Recipe to Try: I haven’t made them yet, but I want to make some famous cakes from colonial America. I think it would be fun to eat the kind of food Washington might have snacked on. (I tried her Tunnel of Fudge cake, and to be honest, I’ve made a way better one from The Perfect Cake (below), so I would skip that.)
The Perfect Cake by America’s Test Kitchen
Anything from America’s Test Kitchen is usually an automatic check-out for me. Their recipes always come out great, and I appreciate their detail about what works and what doesn’t. I always learn something new about cooking.
Recipe to Try: Smith Island Cake-it was a little tough to get the cake layers perfectly spread in the pans when the batter is that thin, but this recipe had one of the BEST ganache’s I’ve ever made. If I tried this again, I might bake the batter in two pans like normal and use a cake saw to cut the layers instead. Either way you try it, it’ll be worth it. It’s so dramatic and impressive to see a cake with eight layers.

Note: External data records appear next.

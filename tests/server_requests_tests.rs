use http::header::CONTENT_TYPE;
use http::{HeaderValue, StatusCode};
use livepreview::inject::RELOAD_SNIPPET;
use std::env;
use std::time::Duration;

mod common;
use common::http_client::{get, request};
use common::test_server::{quiet_options, start};

fn assert_injected(body: &str) {
    assert!(body.contains("<script "), "no reload client in {body:?}");
    assert!(body.contains(RELOAD_SNIPPET));
}

#[test]
fn test_standard_request() {
    let (server, port) = start(quiet_options(), 0);
    let res = get(port, "/sample");
    assert_eq!(res.status, 200);
    assert!(res.body.starts_with("SAMPLE"));
    assert_injected(&res.body);
    server.close();
}

#[test]
fn test_one_sync_middleware() {
    let options = quiet_options().middleware(|_, _, next| {
        next.proceed();
        Ok(())
    });
    let (server, port) = start(options, 0);
    let res = get(port, "/sample");
    assert_eq!(res.status, 200);
    assert!(res.body.starts_with("SAMPLE"));
    assert_injected(&res.body);
    server.close();
}

#[test]
fn test_two_sync_middleware() {
    let options = quiet_options()
        .middleware(|_, _, next| {
            next.proceed();
            Ok(())
        })
        .middleware(|_, _, next| {
            next.proceed();
            Ok(())
        });
    let (server, port) = start(options, 0);
    let res = get(port, "/sample");
    assert!(res.body.starts_with("SAMPLE"));
    assert_injected(&res.body);
    server.close();
}

#[test]
fn test_suspending_middleware_proceed() {
    let options = quiet_options()
        .middleware(|_, _, next| {
            may::coroutine::sleep(Duration::from_millis(10));
            next.proceed();
            Ok(())
        })
        .middleware(|_, _, next| {
            may::coroutine::sleep(Duration::from_millis(10));
            next.proceed();
            Ok(())
        });
    let (server, port) = start(options, 0);
    let res = get(port, "/sample");
    assert!(res.body.starts_with("SAMPLE"));
    assert_injected(&res.body);
    server.close();
}

#[test]
fn test_suspending_middleware_that_writes() {
    let options = quiet_options().middleware(|_, res, _| {
        let (tx, rx) = may::sync::mpsc::channel();
        may::go!(move || {
            may::coroutine::sleep(Duration::from_millis(10));
            let _ = tx.send("Injected");
        });
        let data = rx.recv()?;
        res.write_head(
            StatusCode::OK,
            [(CONTENT_TYPE, HeaderValue::from_static("text/html"))],
        );
        res.write(data);
        res.end();
        Ok(())
    });
    let (server, port) = start(options, 0);
    let res = get(port, "/sample");
    assert_eq!(res.status, 200);
    assert!(res.body.starts_with("Injected"));
    assert_injected(&res.body);
    server.close();
}

#[test]
fn test_second_suspending_middleware_that_writes() {
    let options = quiet_options()
        .middleware(|_, _, next| {
            may::coroutine::sleep(Duration::from_millis(10));
            next.proceed();
            Ok(())
        })
        .middleware(|_, res, _| {
            may::coroutine::sleep(Duration::from_millis(10));
            res.write_head(
                StatusCode::OK,
                [(CONTENT_TYPE, HeaderValue::from_static("text/html"))],
            );
            res.end_with("Injected");
            Ok(())
        });
    let (server, port) = start(options, 0);
    let res = get(port, "/sample");
    assert!(res.body.starts_with("Injected"));
    assert_injected(&res.body);
    server.close();
}

#[test]
fn test_second_middleware_consumes_first_body() {
    let options = quiet_options()
        .middleware(|_, res, next| {
            res.write_head(
                StatusCode::OK,
                [(CONTENT_TYPE, HeaderValue::from_static("text/html"))],
            );
            res.write("First ");
            next.proceed();
            Ok(())
        })
        .middleware(|_, res, _| {
            if let Some(body) = res.body_mut() {
                body.extend_from_slice(b"Second ");
            }
            res.end();
            Ok(())
        });
    let (server, port) = start(options, 0);
    let res = get(port, "/sample");
    assert!(res.body.starts_with("First Second "));
    assert_injected(&res.body);
    server.close();
}

#[test]
fn test_end_in_first_skips_second() {
    let options = quiet_options()
        .middleware(|_, res, _| {
            res.write_head(
                StatusCode::OK,
                [(CONTENT_TYPE, HeaderValue::from_static("text/html"))],
            );
            res.write("First ");
            res.end();
            Ok(())
        })
        .middleware(|_, res, next| {
            res.write("Second ");
            next.proceed();
            Ok(())
        });
    let (server, port) = start(options, 0);
    let res = get(port, "/sample");
    assert!(res.body.starts_with("First "));
    assert!(!res.body.starts_with("First Second "));
    assert_injected(&res.body);
    server.close();
}

#[test]
fn test_unicode_path() {
    let (server, port) = start(quiet_options(), 0);
    let res = get(port, "/zach%E2%80%99s.html");
    assert_eq!(res.status, 200);
    assert!(res.body.starts_with("This is a test"));
    assert_injected(&res.body);
    server.close();
}

#[test]
fn test_content_type_via_middleware() {
    let options = quiet_options().middleware(|req, res, next| {
        if req.path.ends_with(".php") {
            res.set_header(
                CONTENT_TYPE,
                HeaderValue::from_static("text/html; charset=utf-8"),
            );
        }
        next.proceed();
        Ok(())
    });
    let (server, port) = start(options, 0);
    let res = get(port, "/index.php");
    assert_eq!(res.status, 200);
    assert_eq!(res.header("content-type"), Some("text/html; charset=utf-8"));
    assert!(res.body.starts_with("<?php"));
    server.close();
}

#[test]
fn test_not_found_and_method_not_allowed() {
    let (server, port) = start(quiet_options(), 0);
    let missing = get(port, "/nope.html");
    assert_eq!(missing.status, 404);
    assert_injected(&missing.body);

    let post = request(port, "POST", "/sample.html", &[("Content-Length", "0")]);
    assert_eq!(post.status, 405);
    assert_eq!(post.header("allow"), Some("GET, HEAD"));
    server.close();
}

#[test]
fn test_failing_middleware_answers_500_and_keeps_serving() {
    let options = quiet_options().middleware(|req, _, next| {
        if req.path == "/boom" {
            panic!("middleware exploded");
        }
        next.proceed();
        Ok(())
    });
    let (server, port) = start(options, 0);
    assert_eq!(get(port, "/boom").status, 500);
    assert_eq!(get(port, "/hello.txt").body, "Hello\n");
    server.close();
}

#[test]
fn test_directory_serves_index() {
    let (server, port) = start(quiet_options(), 0);
    let res = get(port, "/docs/");
    assert_eq!(res.status, 200);
    assert!(res.body.contains("<h1>Docs</h1>"));
    let snippet_at = res.body.find(RELOAD_SNIPPET).unwrap();
    assert!(snippet_at < res.body.find("</body>").unwrap());
    server.close();
}

// Base URL tests use distinct variables so they can run alongside each other.

#[test]
fn test_base_url_is_published_while_serving() {
    const VAR: &str = "LIVEPREVIEW_TEST_BASEURL_PUBLISHED";
    let mut options = quiet_options().inject_base_url(true);
    options.config.base_url_env_var = VAR.to_string();
    let (server, port) = start(options, 0);
    assert_eq!(get(port, "/").status, 200);
    assert_eq!(
        env::var(VAR).unwrap(),
        format!("http://localhost:{port}/")
    );
    server.close();
    assert!(env::var(VAR).is_err());
}

#[test]
fn test_base_url_not_published_by_default() {
    const VAR: &str = "LIVEPREVIEW_TEST_BASEURL_DEFAULT_OFF";
    let mut options = quiet_options();
    options.config.base_url_env_var = VAR.to_string();
    let (server, port) = start(options, 0);
    assert_eq!(get(port, "/").status, 200);
    assert!(env::var(VAR).is_err());
    server.close();
}
use http::header::{ALLOW, CACHE_CONTROL, CONTENT_TYPE};
use http::{HeaderName, HeaderValue, Method, StatusCode};
use may_minihttp::{HttpService, Request, Response};
use std::io;
use std::sync::Arc;
use std::time::{Duration, Instant};
use tracing::{debug, error, warn};

use super::request::{parse_request, IncomingRequest};
use super::response::FinalResponse;
use crate::config::ServerConfig;
use crate::error::ResolveError;
use crate::inject::{
    inject_reload_client, RELOAD_CLIENT_JS, RELOAD_CLIENT_PATH, RELOAD_EVENTS_PATH,
    RESERVED_PREFIX,
};
use crate::logging::Logger;
use crate::middleware::{Flow, MiddlewareChain, RequestContext};
use crate::reload::{event_frame, keepalive_frame, ReloadEvent, ReloadHub, ReloadKind};
use crate::static_files::StaticFiles;

const HTML: &str = "text/html; charset=utf-8";

/// Per-connection request handler.
///
/// Cloned by the transport for every connection; all state is shared behind `Arc`s
/// and read-only apart from the reload hub.
#[derive(Clone)]
pub struct DevService {
    chain: MiddlewareChain,
    static_files: Arc<StaticFiles>,
    extra_headers: Arc<[(HeaderName, HeaderValue)]>,
    live_reload: bool,
    poll_timeout: Duration,
    hub: Arc<ReloadHub>,
    logger: Arc<dyn Logger>,
}

impl std::fmt::Debug for DevService {
    fn fmt(&self, f: &mut std::fmt::Formatter<'_>) -> std::fmt::Result {
        f.debug_struct("DevService")
            .field("chain", &self.chain)
            .field("root", &self.static_files.root())
            .field("live_reload", &self.live_reload)
            .finish()
    }
}

impl DevService {
    pub fn new(
        static_files: StaticFiles,
        chain: MiddlewareChain,
        config: &ServerConfig,
        hub: Arc<ReloadHub>,
        logger: Arc<dyn Logger>,
    ) -> Self {
        let extra_headers: Vec<(HeaderName, HeaderValue)> = config
            .headers
            .iter()
            .filter_map(|(name, value)| {
                match (
                    HeaderName::from_bytes(name.as_bytes()),
                    HeaderValue::from_str(value),
                ) {
                    (Ok(name), Ok(value)) => Some((name, value)),
                    _ => {
                        warn!(header = %name, "ignoring invalid configured header");
                        None
                    }
                }
            })
            .collect();
        Self {
            chain,
            static_files: Arc::new(static_files),
            extra_headers: extra_headers.into(),
            live_reload: config.live_reload,
            poll_timeout: config.reload_poll_timeout(),
            hub,
            logger,
        }
    }

    /// Produce the full response for one request.
    pub fn respond(&self, req: IncomingRequest) -> FinalResponse {
        let started = Instant::now();
        let method = req.method.clone();
        let path = req.path.clone();

        let mut response = match self.builtin(&req) {
            Some(response) => response,
            None => self.run_chain(req),
        };

        for (name, value) in self.extra_headers.iter() {
            if !response.headers.contains_key(name) {
                response.headers.insert(name.clone(), value.clone());
            }
        }
        if method == Method::HEAD {
            response.body.clear();
        }

        debug!(
            method = %method,
            path = %path,
            status = response.status.as_u16(),
            latency_ms = started.elapsed().as_millis() as u64,
            "request served"
        );
        response
    }

    fn run_chain(&self, req: IncomingRequest) -> FinalResponse {
        let mut ctx = RequestContext::new(req);
        let response = match self.chain.run(&mut ctx) {
            Ok(Flow::Ended { .. }) => ctx.response.into_final(),
            Ok(Flow::Fallthrough) => self.fallback(ctx),
            Err(err) => {
                error!(
                    method = %ctx.request.method,
                    path = %ctx.request.path,
                    index = err.index(),
                    error = %err,
                    "middleware aborted request"
                );
                self.logger.error(&format!(
                    "{} {}: {err}",
                    ctx.request.method, ctx.request.path
                ));
                internal_error()
            }
        };
        self.finish(response)
    }

    fn finish(&self, mut response: FinalResponse) -> FinalResponse {
        if self.live_reload {
            let content_type = response.content_type().map(str::to_owned);
            let body = std::mem::take(&mut response.body);
            response.body = inject_reload_client(body, content_type.as_deref());
        }
        response
    }

    /// Static resolution for requests no middleware ended.
    fn fallback(&self, ctx: RequestContext) -> FinalResponse {
        let RequestContext {
            request, response, ..
        } = ctx;

        if request.method != Method::GET && request.method != Method::HEAD {
            let mut response = response.into_final();
            response.status = StatusCode::METHOD_NOT_ALLOWED;
            response
                .headers
                .insert(ALLOW, HeaderValue::from_static("GET, HEAD"));
            response
                .headers
                .insert(CONTENT_TYPE, HeaderValue::from_static(HTML));
            response.body = error_page(StatusCode::METHOD_NOT_ALLOWED, &request.path);
            return response;
        }

        let keep_status = response.status_is_set();
        let mut fin = response.into_final();
        match self.static_files.resolve(&request.path) {
            Ok(artifact) => {
                if !keep_status {
                    fin.status = StatusCode::OK;
                }
                if !fin.headers.contains_key(CONTENT_TYPE) {
                    fin.headers.insert(
                        CONTENT_TYPE,
                        HeaderValue::from_static(artifact.content_type),
                    );
                }
                fin.body = artifact.bytes;
            }
            Err(ResolveError::NotFound) => {
                fin.status = StatusCode::NOT_FOUND;
                if !fin.headers.contains_key(CONTENT_TYPE) {
                    fin.headers
                        .insert(CONTENT_TYPE, HeaderValue::from_static(HTML));
                }
                fin.body = error_page(StatusCode::NOT_FOUND, &request.path);
            }
            Err(err @ ResolveError::Read { .. }) => {
                error!(path = %request.path, error = %err, "static file read failed");
                self.logger.error(&err.to_string());
                return internal_error();
            }
        }
        fin
    }

    /// Answer the server's own endpoints, ahead of user middleware.
    fn builtin(&self, req: &IncomingRequest) -> Option<FinalResponse> {
        if !self.live_reload || !req.path.starts_with(RESERVED_PREFIX) {
            return None;
        }
        let mut response = match req.path.as_str() {
            RELOAD_CLIENT_PATH => FinalResponse::new(
                StatusCode::OK,
                "application/javascript; charset=utf-8",
                RELOAD_CLIENT_JS,
            ),
            RELOAD_EVENTS_PATH => {
                FinalResponse::new(StatusCode::OK, "text/event-stream", self.next_event(req))
            }
            _ => FinalResponse::new(
                StatusCode::NOT_FOUND,
                HTML,
                error_page(StatusCode::NOT_FOUND, &req.path),
            ),
        };
        response
            .headers
            .insert(CACHE_CONTROL, HeaderValue::from_static("no-cache"));
        Some(response)
    }

    /// One long-poll turn of the event stream.
    fn next_event(&self, req: &IncomingRequest) -> String {
        let current = self.hub.generation();
        let since = req
            .header("last-event-id")
            .and_then(|id| id.trim().parse::<u64>().ok());
        match since {
            None => event_frame(
                current,
                &ReloadEvent {
                    kind: ReloadKind::Connected,
                    files: Vec::new(),
                },
            ),
            // An id from before a restart: whatever the browser shows is stale.
            Some(since) if since > current => {
                event_frame(current, &ReloadEvent::for_files(Vec::new()))
            }
            Some(since) => match self.hub.wait_newer(since, self.poll_timeout) {
                Some((id, event)) => event_frame(id, &event),
                None => keepalive_frame(),
            },
        }
    }
}

impl HttpService for DevService {
    fn call(&mut self, req: Request, res: &mut Response) -> io::Result<()> {
        let request = parse_request(&req);
        self.respond(request).write_to(res);
        Ok(())
    }
}

fn internal_error() -> FinalResponse {
    FinalResponse::new(
        StatusCode::INTERNAL_SERVER_ERROR,
        HTML,
        error_page(StatusCode::INTERNAL_SERVER_ERROR, ""),
    )
}

fn error_page(status: StatusCode, path: &str) -> Vec<u8> {
    let reason = status.canonical_reason().unwrap_or("Error");
    let detail = if path.is_empty() {
        String::new()
    } else {
        format!("<p><code>{}</code></p>", escape_html(path))
    };
    format!(
        "<!DOCTYPE html>\n<html><head><title>{code} {reason}</title></head>\
         <body><h1>{code} {reason}</h1>{detail}</body></html>\n",
        code = status.as_u16()
    )
    .into_bytes()
}

fn escape_html(s: &str) -> String {
    let mut out = String::with_capacity(s.len());
    for c in s.chars() {
        match c {
            '&' => out.push_str("&amp;"),
            '<' => out.push_str("&lt;"),
            '>' => out.push_str("&gt;"),
            '"' => out.push_str("&quot;"),
            _ => out.push(c),
        }
    }
    out
}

Fantastical Cakes by Gesine Bullock-Prado
Honestly, insane recipes, but she has great tips about the actual baking process that I’ve stolen. Author Gesine Bullock-Prado was the first person I’ve ever seen to recommend NOT greasing the sides of the cake pan, but it does seem to make my cake layers straighter. I haven’t had an issue with any cakes getting stuck yet either.
Recipe to Try: Probably none of them unless you’re feeling really ambitious. (She has a 26 egg yolk cake that I want to try someday as soon as I can convince someone else to buy me the eggs) I read this one for the cooking advice. It’s also nice to go through the pictures and daydream about the kind of event you would serve a triangle-shaped cake, though.
Bonus Website Mention: Genius Recipes from Food52
Food52, in general, is full of great recipes, but their Genius Recipes have excellent tricks and help cook a little better. I’ve incorporated so much into my cooking, and I find the videos and the descriptions very helpful. The whole concept is built around the hosts finding a “genius idea” to elevate a dish.
Recipe to Try: Persian-ish Rice from Samin Nosrat
If you’ve never had tahdig before, it’s time to try it! I love the textures of the crispy yet fluffy rice, and it’s so versatile. I pair mine with all kinds of chicken and add-ons, but it’s satisfying even plain. This is a beginner-friendly recipe, and the video will walk you through it. I did horribly screw up my rice the first time, but I’ve made a perfect golden dish every time since. If I can do it, you can too! Samin Nosrat is a big deal in the food world, and I’m so excited to check out her book and Netflix show.